Department spokeswoman Sherry Llewellyn said the county has witnessed a surprising jump in domestic violence incidents over the past five years. In 2000, police recorded 668 domestic violence incidents. There were 750 incidents in 2004 and more than 800 in 2005, Llewellyn said.
"I think that we're seeing these incidents on the rise not just in Howard County but in most places," she said. "I don't know if there is a way to know whether it's an actual increase in cases or an increase in reporting."
Accurate statistics are difficult to obtain because the vast majority of domestic violence victims, including those suffering physical and psychological abuse, do not report their incidents to the police. In 2001, Maryland's Uniform Crime Report cited 20,688 cases of domestic violence; in 2004, there were 23,013 cases.
Michaele Cohen, the executive director of the Maryland Network Against Domestic Violence, said the increase in attention to domestic abuse and the expansion of victims' services have made it easier and less dangerous to report incidents to police.
"We think the numbers going up is not necessarily a bad thing if it is people reaching out for help," Cohen said.
The county police applied for the grant from the Department of Justice's Office on Violence Against Women several years ago, but the application was rejected, Llewellyn said.
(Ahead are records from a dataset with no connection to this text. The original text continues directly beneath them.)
use axum::{
    Extension, Json,
    extract::{Query, State},
    http::HeaderMap,
    response::IntoResponse,
};
use serde::{Deserialize, Serialize};

use crate::{
    error::Result,
    middleware_layer::rate_limit::SourceAddr,
    services::auth::{self as auth_service, StreamInfo},
    state::AppState,
};

/// Query parameters for the stream-info lookup.
#[derive(Deserialize, Debug)]
pub struct StreamInfoQuery {
    #[serde(default)]
    pub token: String,
}

/// The response payload carrying the stream bundle.
#[derive(Serialize)]
pub struct StreamInfoResponse {
    pub status: &'static str,
    pub stream_info: StreamInfo,
}

/// Returns the stream URL, AES key, watermark tag, and logo for an
/// entitled token. The signature covers the bare token.
#[axum::debug_handler]
pub async fn stream_info(
    State(state): State<AppState>,
    Extension(SourceAddr(source)): Extension<SourceAddr>,
    headers: HeaderMap,
    Query(query): Query<StreamInfoQuery>,
) -> Result<impl IntoResponse> {
    let signature = headers.get("x-signature").and_then(|v| v.to_str().ok());

    let stream_info = auth_service::stream_info(&state, &query.token, signature, &source).await?;

    Ok(Json(StreamInfoResponse { status: "ok", stream_info }))
}
use std::collections::HashMap;
use std::sync::{Arc, Mutex, PoisonError, RwLock};

use chrono::{DateTime, NaiveDate, Utc};

use crate::clock::{Clock, SystemClock};
use crate::config::Config;
use crate::db::Database;
use crate::error::Result;

/// Length of one rate-limit window.
pub const RATE_LIMIT_WINDOW_SECS: i64 = 60;

/// Fixed-window request counter keyed by endpoint scope and source address.
///
/// The window position is taken from the injected clock, never from the
/// wall clock, so ceilings and resets are testable without sleeping.
#[derive(Clone)]
pub struct RateLimiter {
    buckets: Arc<Mutex<HashMap<String, (DateTime<Utc>, u32)>>>,
}

impl RateLimiter {
    /// Creates a new `RateLimiter` with no recorded traffic.
    pub fn new() -> Self {
        Self { buckets: Arc::new(Mutex::new(HashMap::new())) }
    }

    /// Counts one call against `key`, or returns `Err(retry_after_secs)`
    /// when the ceiling for the current window is exhausted.
    pub fn check(&self, key: &str, limit: u32, now: DateTime<Utc>) -> std::result::Result<(), i64> {
        let mut buckets = self.buckets.lock().unwrap_or_else(PoisonError::into_inner);
        let entry = buckets.entry(key.to_string()).or_insert((now, 0));

        let elapsed = (now - entry.0).num_seconds();
        if !(0..RATE_LIMIT_WINDOW_SECS).contains(&elapsed) {
            *entry = (now, 0);
        }

        if entry.1 >= limit {
            let retry = RATE_LIMIT_WINDOW_SECS - (now - entry.0).num_seconds();
            return Err(retry.max(1));
        }

        entry.1 += 1;
        Ok(())
    }
}

impl Default for RateLimiter {
    fn default() -> Self {
        Self::new()
    }
}

/// The application's shared state: the store handle, configuration, clock,
/// rate-limit counters, and the rotation bookkeeping. Constructed once at
/// process start and passed explicitly to the gateway and the scheduler.
#[derive(Clone)]
pub struct AppState {
    /// The embedded database handle.
    pub db: Database,
    /// The application's configuration.
    pub config: Config,
    /// Time source for validity windows and rate-limit windows.
    pub clock: Arc<dyn Clock>,
    /// Per-source request counters.
    pub limiter: RateLimiter,
    /// Completion time of the most recent rotation pass.
    pub last_rotation: Arc<RwLock<Option<DateTime<Utc>>>>,
}

impl AppState {
    /// Creates a new `AppState` backed by the configured database file and
    /// the system clock.
    pub async fn new(config: &Config) -> Result<Self> {
        let db = Database::open(&config.database_path)?;
        tracing::info!("✅ SQLite database opened at {}", config.database_path);
        Ok(Self::with_database(config.clone(), db, Arc::new(SystemClock)))
    }

    /// Assembles state around an existing database handle and clock.
    pub fn with_database(config: Config, db: Database, clock: Arc<dyn Clock>) -> Self {
        Self {
            db,
            config,
            clock,
            limiter: RateLimiter::new(),
            last_rotation: Arc::new(RwLock::new(None)),
        }
    }

    /// Current instant per the injected clock.
    pub fn now(&self) -> DateTime<Utc> {
        self.clock.now_utc()
    }

    /// Current calendar date per the injected clock.
    pub fn today(&self) -> NaiveDate {
        self.clock.today()
    }

    /// Records the completion of a rotation pass.
    pub fn record_rotation(&self, at: DateTime<Utc>) {
        let mut guard = self.last_rotation.write().unwrap_or_else(PoisonError::into_inner);
        *guard = Some(at);
    }
}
After the Police Department reapplied, the Justice Department approved the $400,000 grant, which will be used over two years for salaries, training and equipment for a team of two officers and a civilian.
Officers on patrol receive training on handling domestic violence calls. Though patrol officers will continue to make the initial response to these calls, Llewellyn said they will be able to bring the special unit in to help.
"The primary goal for this unit will be to protect victims of domestic violence," Llewellyn said. The unit will create and maintain a database of repeat offenders and tell victims where they can get help. It will work with the state's attorney's office in prosecuting cases as well as the Sheriff's Office, which enforces protective orders, and Howard County General Hospital, which notifies the police of domestic incidents.
The unit also will focus on improving service to foreign-born victims with limited English skills, who often are reluctant to report incidents to the police.
"I think where we're really still struggling is underserved populations . . . where they are afraid to call authorities, or they fear what the authorities will do," Cohen said.
The three job openings have been posted within the department, and the unit will begin operation as soon as the positions are filled and the officers trained, Llewellyn said.
Organizations that help victims of domestic violence praised the department's move, saying their agencies would benefit in reaching victims and offering support.
"That way things may not fall through the cracks as readily," said Jodi Finkelstein, executive director of the Howard County Domestic Violence Center.